* DATA EXTRACTS *
# # # #

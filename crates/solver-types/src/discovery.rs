//! Intent types for the solver system.
//!
//! This module defines the intent record owned by the ledger contract, the
//! lightweight view produced by event discovery, and the handler seam through
//! which discovery hands intents to the fill pipeline.

use alloy::primitives::{Address, B256, U256};
use async_trait::async_trait;
use std::fmt;
use thiserror::Error;

use crate::ChainId;

/// 32-byte identifier assigned to an intent by the ledger contract.
pub type IntentId = B256;

/// Lifecycle status of an intent as stored on the ledger.
#[derive(Debug, Clone, Copy, PartialEq, Eq, Hash)]
pub enum IntentStatus {
	Open,
	Filled,
	Expired,
	Cancelled,
	/// A code this solver does not know; never fillable.
	Unknown(u8),
}

impl IntentStatus {
	/// Converts the contract's `uint8` status code.
	pub fn from_code(code: u8) -> Self {
		match code {
			0 => Self::Open,
			1 => Self::Filled,
			2 => Self::Expired,
			3 => Self::Cancelled,
			other => Self::Unknown(other),
		}
	}

	pub fn code(&self) -> u8 {
		match self {
			Self::Open => 0,
			Self::Filled => 1,
			Self::Expired => 2,
			Self::Cancelled => 3,
			Self::Unknown(code) => *code,
		}
	}
}

impl fmt::Display for IntentStatus {
	fn fmt(&self, f: &mut fmt::Formatter<'_>) -> fmt::Result {
		match self {
			Self::Open => write!(f, "open"),
			Self::Filled => write!(f, "filled"),
			Self::Expired => write!(f, "expired"),
			Self::Cancelled => write!(f, "cancelled"),
			Self::Unknown(code) => write!(f, "unknown({})", code),
		}
	}
}

/// Full intent record as returned by the ledger's `getIntent`.
///
/// The solver only ever reads intents; the ledger contract owns them.
#[derive(Debug, Clone, PartialEq, Eq)]
pub struct Intent {
	/// Identifier the intent was submitted under.
	pub id: IntentId,
	/// Account that posted the intent.
	pub user: Address,
	/// Chain the assets leave from.
	pub from_chain_id: ChainId,
	/// Chain the assets should arrive on.
	pub to_chain_id: ChainId,
	/// Asset deposited by the user (zero address = native token).
	pub asset_in: Address,
	/// Asset the user wants to receive (zero address = native token).
	pub asset_out: Address,
	/// Amount deposited, in 18-decimal units.
	pub amount_in: U256,
	/// Minimum amount the user accepts on the destination.
	pub min_amount_out: U256,
	/// Upper bound on the fee the user pays the solver.
	pub max_fee: U256,
	/// Unix timestamp after which the intent can no longer be filled.
	pub deadline: u64,
	/// Current ledger status.
	pub status: IntentStatus,
}

impl Intent {
	/// An intent is fillable only while open and not past its deadline.
	pub fn is_fillable_at(&self, now: u64) -> bool {
		self.status == IntentStatus::Open && now <= self.deadline
	}
}

/// Intent reference decoded from an `IntentSubmitted` log.
#[derive(Debug, Clone, PartialEq, Eq)]
pub struct DiscoveredIntent {
	pub id: IntentId,
	pub user: Address,
	pub amount_in: U256,
	/// Block the submission event was emitted in.
	pub block_number: u64,
}

/// Error returned by an [`IntentHandler`] when a discovered intent could not
/// be processed and the enclosing block range must be retried.
#[derive(Debug, Error)]
#[error("{0}")]
pub struct HandlerError(pub String);

/// Receiver for intents found by discovery.
///
/// Discovery calls the handler for each intent, in log order, before it
/// advances past the scanned range.
#[async_trait]
pub trait IntentHandler: Send + Sync {
	async fn handle_intent(&self, intent: &DiscoveredIntent) -> Result<(), HandlerError>;
}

# # # #

* PROBLEM TO SOLVE *
Restate exactly the lines running from the line with "#[async_trait]" to the end of the entries above, both ends included.

* FINAL ANSWER *
#[async_trait]
pub trait IntentHandler: Send + Sync {
	async fn handle_intent(&self, intent: &DiscoveredIntent) -> Result<(), HandlerError>;
}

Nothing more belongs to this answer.